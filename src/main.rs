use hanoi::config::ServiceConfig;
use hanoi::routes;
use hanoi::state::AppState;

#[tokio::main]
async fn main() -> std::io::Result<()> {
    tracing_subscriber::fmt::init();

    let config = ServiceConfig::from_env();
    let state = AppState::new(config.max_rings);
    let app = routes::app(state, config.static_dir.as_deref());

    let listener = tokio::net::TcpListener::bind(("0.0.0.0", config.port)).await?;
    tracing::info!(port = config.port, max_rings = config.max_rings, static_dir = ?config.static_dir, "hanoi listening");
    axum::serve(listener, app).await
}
--
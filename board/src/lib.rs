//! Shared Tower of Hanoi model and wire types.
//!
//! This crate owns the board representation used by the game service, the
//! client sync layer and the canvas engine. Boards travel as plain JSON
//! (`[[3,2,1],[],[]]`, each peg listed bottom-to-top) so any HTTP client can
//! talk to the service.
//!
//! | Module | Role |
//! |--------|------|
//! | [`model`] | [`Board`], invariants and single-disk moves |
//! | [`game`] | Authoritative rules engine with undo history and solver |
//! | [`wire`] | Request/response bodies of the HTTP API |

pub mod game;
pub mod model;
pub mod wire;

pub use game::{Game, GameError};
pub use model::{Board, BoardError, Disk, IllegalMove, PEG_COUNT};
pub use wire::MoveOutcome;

> _Task prompt_: Find the line with "pub mod game;" in the entries above. Retype it and each line after it, exactly, through the line with "pub use wire::MoveOutcome;", and stop there.

> _Answer to this task_:
pub mod game;
pub mod model;
pub mod wire;

pub use game::{Game, GameError};
pub use model::{Board, BoardError, Disk, IllegalMove, PEG_COUNT};
pub use wire::MoveOutcome;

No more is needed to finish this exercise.